WORK TASK:
In the records below, find the line containing "for one exchange."; copy exactly that line and all lines after it to the end, and nothing else.
***** DATA *****
//! Per-exchange context.
//!
//! The [`ExchangeContext`] flows through the chain with the request. Stages
//! enrich it — spec-match seeds the audit context, the JWT stage records
//! claims — and later stages read what earlier ones wrote. One exchange is
//! handled by one worker from start to finish, so access needs no locking.

use std::any::{Any, TypeId};
use std::collections::HashMap;
use std::sync::Arc;

use talos_security::Claims;
use talos_spec::SpecOperation;

/// Derived facts about one exchange, shared between middleware stages.
///
/// Created by the spec-match stage (or by the first stage that needs it),
/// mutated only by upstream middleware, read by downstream ones, and
/// discarded with the exchange.
#[derive(Debug, Clone, Default)]
pub struct AuditContext {
    /// `"<normalisedPath>@<method>"` of the matched operation.
    pub endpoint: Option<String>,
    /// The interned operation handle; a reference, never a copy.
    pub operation: Option<Arc<SpecOperation>>,
    /// `client_id` claim of the verified auth token.
    pub client_id: Option<String>,
    /// `user_id` claim of the verified auth token.
    pub user_id: Option<String>,
    /// All claims of the verified auth token.
    pub subject_claims: Option<Claims>,
    /// `client_id` claim of the secondary scope token, when one was present.
    pub scope_client_id: Option<String>,
    /// All claims of the secondary scope token, when one was present.
    pub access_claims: Option<Claims>,
}

/// Context that flows through the middleware chain for one exchange.
#[derive(Debug, Default)]
pub struct ExchangeContext {
    audit: Option<AuditContext>,
    extensions: HashMap<TypeId, Box<dyn Any + Send + Sync>>,
}

impl ExchangeContext {
    /// Creates an empty exchange context.
    #[must_use]
    pub fn new() -> Self {
        Self::default()
    }

    /// The audit context, if any stage has created it.
    #[must_use]
    pub fn audit(&self) -> Option<&AuditContext> {
        self.audit.as_ref()
    }

    /// The audit context, created empty if absent.
    pub fn audit_mut(&mut self) -> &mut AuditContext {
        self.audit.get_or_insert_with(AuditContext::default)
    }

    /// Whether an audit context exists.
    #[must_use]
    pub fn has_audit(&self) -> bool {
        self.audit.is_some()
    }

    /// Stores a typed extension value, replacing any prior value of the
    /// same type.
    pub fn set_extension<T: Send + Sync + 'static>(&mut self, value: T) {
        self.extensions.insert(TypeId::of::<T>(), Box::new(value));
    }

    /// Retrieves a typed extension value.
    #[must_use]
    pub fn get_extension<T: Send + Sync + 'static>(&self) -> Option<&T> {
        self.extensions
            .get(&TypeId::of::<T>())
            .and_then(|v| v.downcast_ref())
    }

    /// Removes and returns a typed extension value.
    pub fn remove_extension<T: Send + Sync + 'static>(&mut self) -> Option<T> {
        self.extensions
            .remove(&TypeId::of::<T>())
            .and_then(|v| v.downcast().ok())
            .map(|b| *b)
    }
}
*****
ANSWER SPACE:
/// Context that flows through the middleware chain for one exchange.
#[derive(Debug, Default)]
pub struct ExchangeContext {
    audit: Option<AuditContext>,
    extensions: HashMap<TypeId, Box<dyn Any + Send + Sync>>,
}

impl ExchangeContext {
    /// Creates an empty exchange context.
    #[must_use]
    pub fn new() -> Self {
        Self::default()
    }

    /// The audit context, if any stage has created it.
    #[must_use]
    pub fn audit(&self) -> Option<&AuditContext> {
        self.audit.as_ref()
    }

    /// The audit context, created empty if absent.
    pub fn audit_mut(&mut self) -> &mut AuditContext {
        self.audit.get_or_insert_with(AuditContext::default)
    }

    /// Whether an audit context exists.
    #[must_use]
    pub fn has_audit(&self) -> bool {
        self.audit.is_some()
    }

    /// Stores a typed extension value, replacing any prior value of the
    /// same type.
    pub fn set_extension<T: Send + Sync + 'static>(&mut self, value: T) {
        self.extensions.insert(TypeId::of::<T>(), Box::new(value));
    }

    /// Retrieves a typed extension value.
    #[must_use]
    pub fn get_extension<T: Send + Sync + 'static>(&self) -> Option<&T> {
        self.extensions
            .get(&TypeId::of::<T>())
            .and_then(|v| v.downcast_ref())
    }

    /// Removes and returns a typed extension value.
    pub fn remove_extension<T: Send + Sync + 'static>(&mut self) -> Option<T> {
        self.extensions
            .remove(&TypeId::of::<T>())
            .and_then(|v| v.downcast().ok())
            .map(|b| *b)
    }
}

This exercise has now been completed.